Salidroside Protects Dopaminergic Neurons by Preserving Complex I Activity via DJ-1/Nrf2-Mediated Antioxidant Pathway

The pathogenic mechanism of Parkinson's disease (PD) remains to be elucidated; however, mitochondrial dysfunction at the level of complex I and oxidative stress is suggestively involved in the development of PD. In our previous work, salidroside (Sal), an active component extracted from the medicinal plant Rhodiola rosea L., might protect dopaminergic (DA) neurons through modulating ROS-NO-related pathway. However, the mechanism of Sal-induced neuroprotective effects against PD remains poorly understood. Therefore, we further investigated whether Sal plays neuroprotective effects by activating complex I via DJ-1/Nrf2-mediated antioxidant pathway.

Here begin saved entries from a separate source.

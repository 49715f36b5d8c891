// src/handlers/buildings.rs

use axum::{
    extract::{Path, Query, State},
    http::StatusCode,
    response::IntoResponse,
    Json,
};
use axum_extra::extract::WithRejection;
use serde::Deserialize;
use serde_json::json;
use validator::Validate;

use crate::{
    common::error::AppError,
    config::AppState,
    models::building::{Building, CreateBuildingPayload, UpdateBuildingPayload},
};

#[derive(Debug, Deserialize)]
pub struct BuildingListQuery {
    pub search: Option<String>,
}

// GET /buildings
#[utoipa::path(
    get,
    path = "/buildings",
    tag = "Buildings",
    params(("search" = Option<String>, Query, description = "Name substring filter")),
    responses(
        (status = 200, description = "All buildings", body = Vec<Building>),
        (status = 404, description = "No buildings found")
    )
)]
pub async fn list_buildings(
    State(app_state): State<AppState>,
    Query(query): Query<BuildingListQuery>,
) -> Result<impl IntoResponse, AppError> {
    let buildings = app_state
        .building_service
        .list(query.search.as_deref())
        .await?;

    if buildings.is_empty() {
        return Ok((
            StatusCode::NOT_FOUND,
            Json(json!({ "message": "No buildings found" })),
        )
            .into_response());
    }
    Ok(Json(buildings).into_response())
}

// GET /buildings/{id}
#[utoipa::path(
    get,
    path = "/buildings/{id}",
    tag = "Buildings",
    params(("id" = i32, Path, description = "Building id")),
    responses(
        (status = 200, description = "The building", body = Building),
        (status = 404, description = "Building not found")
    )
)]
pub async fn get_building(
    State(app_state): State<AppState>,
    Path(id): Path<i32>,
) -> Result<Json<Building>, AppError> {
    let building = app_state.building_service.get(id).await?;
    Ok(Json(building))
}

// POST /buildings
#[utoipa::path(
    post,
    path = "/buildings",
    tag = "Buildings",
    request_body = CreateBuildingPayload,
    responses(
        (status = 201, description = "Building created"),
        (status = 409, description = "Name already taken")
    )
)]
pub async fn create_building(
    State(app_state): State<AppState>,
    WithRejection(Json(payload), _): WithRejection<Json<CreateBuildingPayload>, AppError>,
) -> Result<impl IntoResponse, AppError> {
    payload.validate()?;

    let building = app_state.building_service.create(payload).await?;
    Ok((
        StatusCode::CREATED,
        Json(json!({
            "message": "Building created successfully",
            "building_id": building.id,
        })),
    ))
}

// PUT /buildings/{id}
#[utoipa::path(
    put,
    path = "/buildings/{id}",
    tag = "Buildings",
    params(("id" = i32, Path, description = "Building id")),
    request_body = UpdateBuildingPayload,
    responses(
        (status = 200, description = "Building updated"),
        (status = 404, description = "Building not found")
    )
)]
pub async fn update_building(
    State(app_state): State<AppState>,
    Path(id): Path<i32>,
    WithRejection(Json(payload), _): WithRejection<Json<UpdateBuildingPayload>, AppError>,
) -> Result<impl IntoResponse, AppError> {
    app_state.building_service.update(id, payload).await?;
    Ok(Json(json!({ "message": "Building updated successfully" })))
}

// DELETE /buildings/{id}
#[utoipa::path(
    delete,
    path = "/buildings/{id}",
    tag = "Buildings",
    params(("id" = i32, Path, description = "Building id")),
    responses(
        (status = 200, description = "Building deleted"),
        (status = 404, description = "Building not found"),
        (status = 409, description = "Building still has properties")
    )
)]
pub async fn delete_building(
    State(app_state): State<AppState>,
    Path(id): Path<i32>,
) -> Result<impl IntoResponse, AppError> {
    app_state.building_service.delete(id).await?;
    Ok(Json(json!({ "message": "Building deleted successfully" })))
}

The results showed that Sal remarkably attenuated MPP+/MPTP-induced decline in cell viability, accompanied by decreases in reactive oxygen species (ROS), malondialdehyde (MDA), and 8-hydroxy-deoxyguanosine (8-OHdG) contents and increases in the superoxide dismutase (SOD), catalase (CAT), and glutathione peroxidase (GSH-Px), as well as glutathione (GSH) levels. Furthermore, Sal greatly improved the behavioral performance and prevented the severe reduction of TH-positive neuron numbers in the substantia nigra (SN). Moreover, in comparison with the MPP+/MPTP group, Sal increased the nuclear translocation of DJ-1 and Nrf2 and the mitochondrial translocation of DJ-1, accompanied by activating complex I. Furthermore, silencing of DJ-1/Nrf2 inhibited the increase of complex I activity and cell viability elicited by Sal. Together, these results support the neuroprotective effect of Sal against MPP+/MPTP-induced DA neurons damage.